Pain, as raw as the day a pair of savage hands broke her wrist, seized her breath. Her vision blurred as the message jumbled into nonsense. She barely made out the sound of heavy footsteps rushing toward her as she dropped the phone and lunged for her bedroom door.

Strong, real hands, not the remembered kind from her nightmare, grasped her upper arms from behind.

Not again. Not again.

She ducked her head and twisted like she’d been trained to do. An insistent voice saying her name froze her midmotion.

Kane. It’s Kane. Not him. He’s not here.

Kane spun her to face him. “What’s wrong?”

Laughter from the partygoers tunneled into her ringing ears. Remembered pain zipped up her arm. Fresh fear raced to catch up.

He’s not here. I’m safe.

Kane picked up her phone, his otherhand securely on her hip, and backed her into the bedroom. His scowl deepened as he looked at the message. The sprinkles on the cake froze into tiny ice shards that pricked her gut with each frightening word he read.

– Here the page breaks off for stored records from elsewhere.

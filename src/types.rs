//! Core identifier types shared by the sync and read paths.

/// InternalId: assigned by the repository on first insert, never 0
pub type InternalId = u64;

/// Parent external id carried by traversal roots
pub const ROOT_PARENT: &str = "0";

/// Whether a declared parent external id means "no parent".
///
/// The remote API and older stored records use `0`, empty strings and blanks
/// interchangeably.
pub fn is_root_parent(parent_external_id: &str) -> bool {
    let trimmed = parent_external_id.trim();
    trimmed.is_empty() || trimmed == ROOT_PARENT
}

#[cfg(test)]
mod tests {
    use super::*;

    #[test]
    fn root_parent_sentinels() {
        assert!(is_root_parent(""));
        assert!(is_root_parent("  "));
        assert!(is_root_parent("0"));
        assert!(is_root_parent(" 0 "));
        assert!(!is_root_parent("00"));
        assert!(!is_root_parent("17"));
    }
}
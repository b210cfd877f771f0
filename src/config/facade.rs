//! ConfigLoader facade delegating to merge service.

use super::merge::service::MergeService;
use super::OrgTreeConfig;
use config::ConfigError;
use std::path::Path;
#[cfg(test)]
use std::path::PathBuf;

/// Configuration loader facade.
pub struct ConfigLoader;

impl ConfigLoader {
    /// Get the XDG config file path (~/.config/orgtree/config.toml)
    #[cfg(test)]
    pub(crate) fn xdg_config_path() -> Option<PathBuf> {
        super::xdg::config_home()
            .ok()
            .map(|home| home.join("orgtree").join("config.toml"))
    }

    /// Load configuration from files and environment.
    pub fn load(workspace_root: &Path) -> Result<OrgTreeConfig, ConfigError> {
        MergeService::load(workspace_root)
    }

    /// Load configuration from a specific file.
    pub fn load_from_file(path: &Path) -> Result<OrgTreeConfig, ConfigError> {
        MergeService::load_from_file(path)
    }

    /// Create default configuration.
    pub fn default() -> OrgTreeConfig {
        OrgTreeConfig::default()
    }
}

#[cfg(test)]
mod tests {
    use super::*;

    #[test]
    fn xdg_config_path_ends_with_config_toml() {
        if let Some(path) = ConfigLoader::xdg_config_path() {
            assert!(path.ends_with("orgtree/config.toml"));
        }
    }

    #[test]
    fn load_from_file_reads_sections() {
        let temp = tempfile::tempdir().unwrap();
        let path = temp.path().join("custom.toml");
        std::fs::write(
            &path,
            "[remote]\nbase_url = \"demo.example.org\"\nmax_depth = \"0003\"\n\n[storage]\nscope = \"units\"\n",
        )
        .unwrap();

        let config = ConfigLoader::load_from_file(&path).unwrap();
        assert_eq!(config.remote.base_url.as_deref(), Some("demo.example.org"));
        assert_eq!(config.remote.max_depth, "0003");
        assert_eq!(config.remote.org_id, "00001");
        assert_eq!(config.storage.scope, "units");
    }
}
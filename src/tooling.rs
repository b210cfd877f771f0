//! Tooling & Integration Layer
//!
//! Command-line entry points and output formatting over the sync engine and the
//! tree view.

pub mod cli;
pub mod format;

pub use cli::{Cli, CliContext, Commands};
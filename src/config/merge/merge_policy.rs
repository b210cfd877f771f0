//! Built-in defaults every layered load starts from.

use config::builder::DefaultState;
use config::{Config, ConfigBuilder, ConfigError};

/// A builder seeded with defaults that later sources override key by key.
///
/// Numeric-looking ids may come back from the environment layer without their
/// leading zeros; `FetchRequest` pads them again.
pub fn builder_with_defaults() -> Result<ConfigBuilder<DefaultState>, ConfigError> {
    Config::builder()
        .set_default("remote.org_id", "00001")?
        .set_default("remote.max_depth", "9999")?
        .set_default("remote.chart_path", "fi/ahjo-proxy/org-chart")?
        .set_default("storage.scope", "org_section")
}
pub mod environment;
pub mod global_file;
pub mod workspace_file;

“Is this from the dickhead who hurt you?”

She dropped her gaze and stared at her feet. Curling her toes inside her heels, she closed her eyes and willed her legs to stop shaking. “The cake stealer didn’t hurt me.”

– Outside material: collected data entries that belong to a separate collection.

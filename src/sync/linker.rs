//! Parent link reconciliation
//!
//! Walks every stored node of the scope and makes its internal parent link agree
//! with its declared parent external id. Safe to run after any import and on its own
//! as a repair pass. A node whose declared parents lead back to itself is reported as
//! an orphan and left unlinked.

use crate::error::NodeError;
use crate::store::{NodeRepository, StoredNode};
use crate::sync::importer::NodeFailure;
use crate::types::InternalId;
use std::collections::{HashMap, HashSet};
use std::sync::Arc;
use tracing::{debug, info, warn};

/// Outcome of a relink pass
#[derive(Debug, Default)]
pub struct RelinkResult {
    pub examined: usize,
    /// Links set or corrected
    pub linked: usize,
    /// Stale links removed from top-level nodes
    pub unlinked: usize,
    /// External ids whose declared parent does not exist
    pub orphaned: Vec<String>,
    pub failures: Vec<NodeFailure>,
}

enum Repair {
    Keep,
    Link(InternalId),
    Clear,
    Orphan { clear: bool },
}

fn declared_parent(
    node: &StoredNode,
    by_external_id: &HashMap<&str, InternalId>,
) -> Option<InternalId> {
    if node.is_top_level() {
        return None;
    }
    by_external_id.get(node.parent_external_id.trim()).copied()
}

/// Internal ids whose chain of declared parents loops back on itself
fn cyclic_ids(parents: &HashMap<InternalId, InternalId>) -> HashSet<InternalId> {
    let mut cyclic = HashSet::new();
    let mut settled: HashSet<InternalId> = HashSet::new();

    for &start in parents.keys() {
        let mut path: Vec<InternalId> = Vec::new();
        let mut current = Some(start);
        while let Some(id) = current {
            if settled.contains(&id) {
                break;
            }
            if let Some(pos) = path.iter().position(|p| *p == id) {
                cyclic.extend(path[pos..].iter().copied());
                break;
            }
            path.push(id);
            current = parents.get(&id).copied();
        }
        settled.extend(path);
    }
    cyclic
}

fn plan(
    node: &StoredNode,
    by_external_id: &HashMap<&str, InternalId>,
    cyclic: &HashSet<InternalId>,
) -> Repair {
    if node.is_top_level() {
        return if node.parent_internal_id.is_some() {
            Repair::Clear
        } else {
            Repair::Keep
        };
    }
    if cyclic.contains(&node.internal_id) {
        return Repair::Orphan {
            clear: node.parent_internal_id.is_some(),
        };
    }
    match by_external_id.get(node.parent_external_id.trim()) {
        Some(&target) if node.parent_internal_id == Some(target) => Repair::Keep,
        Some(&target) => Repair::Link(target),
        None => Repair::Orphan {
            clear: node.parent_internal_id.is_some(),
        },
    }
}

pub struct ParentLinker {
    repository: Arc<dyn NodeRepository>,
}

impl ParentLinker {
    pub fn new(repository: Arc<dyn NodeRepository>) -> Self {
        Self { repository }
    }

    pub fn relink(&self) -> Result<RelinkResult, crate::error::StorageError> {
        let nodes = self.repository.list_all()?;
        let by_external_id: HashMap<&str, InternalId> = nodes
            .iter()
            .map(|n| (n.external_id.as_str(), n.internal_id))
            .collect();
        let parents: HashMap<InternalId, InternalId> = nodes
            .iter()
            .filter_map(|n| declared_parent(n, &by_external_id).map(|p| (n.internal_id, p)))
            .collect();
        let cyclic = cyclic_ids(&parents);

        let mut result = RelinkResult {
            examined: nodes.len(),
            ..RelinkResult::default()
        };

        for node in &nodes {
            let write = match plan(node, &by_external_id, &cyclic) {
                Repair::Keep => continue,
                Repair::Link(target) => {
                    debug!(
                        external_id = %node.external_id,
                        parent_internal_id = target,
                        "Linking node to parent"
                    );
                    self.repository
                        .set_parent(&node.external_id, Some(target))
                        .map(|_| result.linked += 1)
                }
                Repair::Clear => self
                    .repository
                    .set_parent(&node.external_id, None)
                    .map(|_| result.unlinked += 1),
                Repair::Orphan { clear } => {
                    result.orphaned.push(node.external_id.clone());
                    if clear {
                        self.repository
                            .set_parent(&node.external_id, None)
                            .map(|_| ())
                    } else {
                        Ok(())
                    }
                }
            };

            if let Err(err) = write {
                warn!(external_id = %node.external_id, error = %err, "Failed to relink node");
                result.failures.push(NodeFailure {
                    external_id: Some(node.external_id.clone()),
                    error: NodeError::Write(err),
                });
            }
        }

        if !result.orphaned.is_empty() {
            warn!(
                scope = %self.repository.scope(),
                orphaned = result.orphaned.len(),
                "Nodes reference parents that are not stored or loop back"
            );
        }
        info!(
            scope = %self.repository.scope(),
            examined = result.examined,
            linked = result.linked,
            unlinked = result.unlinked,
            orphaned = result.orphaned.len(),
            failed = result.failures.len(),
            "Relink finished"
        );
        Ok(result)
    }
}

Kane closed the distance between them in two long strides. “But someone did. The terror on your face is the same as when I took you to the hospital and you made every excuse not to go in. And it’s the same as when I watched you have a nightmare in my truck on the way home and then later in this bed.” He nudged her hand with his. “Come on, Beth. You can tell me what haunts you.”

She jerked back from his touch. Panic vibrated under her skin like a thundercloud about to burst into a Category 5 hurricane. Wrapping her arms around her middle, she fought the urge to launch herself into Kane’s strong arms. Unlike the last time they were in her bedroom, she wouldn’t put herself in a position to be pushed away again. “Some guy stalked me online a couple of years ago.”

Kane didn’t need to hear the entire twisted tale, and she didn’t trust herself to tell it without breaking down. She was a master at pretending everything was okay, at least on the outside. She’d worked her ass off to manage her fears enough to be a functioning member of society, but all the training and preparation in the world couldn’t stop the message from pulsing in her vision.

Your cake was almost as pretty as you, querida.

Memories careened from the cage where she’d imprisoned them. Like rabid dogs, they pounced as brutally as ifher fears were slabs of raw meat. Her breathing sped up along with her heartbeat as she fought to control her spiraling thoughts.

He’s not here. I’m safe.

But even as her brain battled to believe the words, her body retreated until her knees hit the bed.

Kane glanced at the message again. His chest rose and fell as he studied the single sentence. “You said that the cake stealer spoke to the owner in Spanish.Queridais Spanish for sweetheart, darling, and all sorts of other things a creepy stalker might call you.”

“I know what it means.” But she wasn’t letting her trauma take the spotlight. Tonight was about Scarlett. Straightening her spine, she pulled in a slow, fortifying breath. When the house was empty, she’d sit on the couch with the lights on, her eyes on the front and back door, and her gun in her hand. Right now, the urgency to go back to doing something normal, like giving Scarlett an engagement party without the past crashing the festivities, shook her harder than her fear. “I’ve got to get back downstairs.”

He blocked her escape. “Who texted you?”

“Move, Kane. Linc needs something for his headache and Scarlett and Chris are leaving soon and…” She looked away from the indigo flecks in his eyes. The determination in their depths matched the intensity of her fears.

He clamped his hands on her shoulders and seated her on the bed. Dropping to his knees, he caged her in with his body.

She tried to rise, but he shielded her like an impenetrable wall. “None of this is your business, Kane.” Hell, none of it should be anybody’s business. She’d hoped this twisted chapter in her life was over. She’d even begun to believe it. But deep down, she’d known her stalker would return, just as she knew Kane would protect her from him.

She couldn’t let him.

She shoved at his chest and met solid muscle that didn’t give an inch. His strong, steady heartbeat, so unlike the rabid rhythm of hers, pulsed against her palm. “I mean it, Kane. Move.”

“I’m not leaving like the last time you were upset in this bed.”

Mortification—and another kind of heat she didn’t want to feel—spread across her cheeks. “I’ve forgotten all about that night.”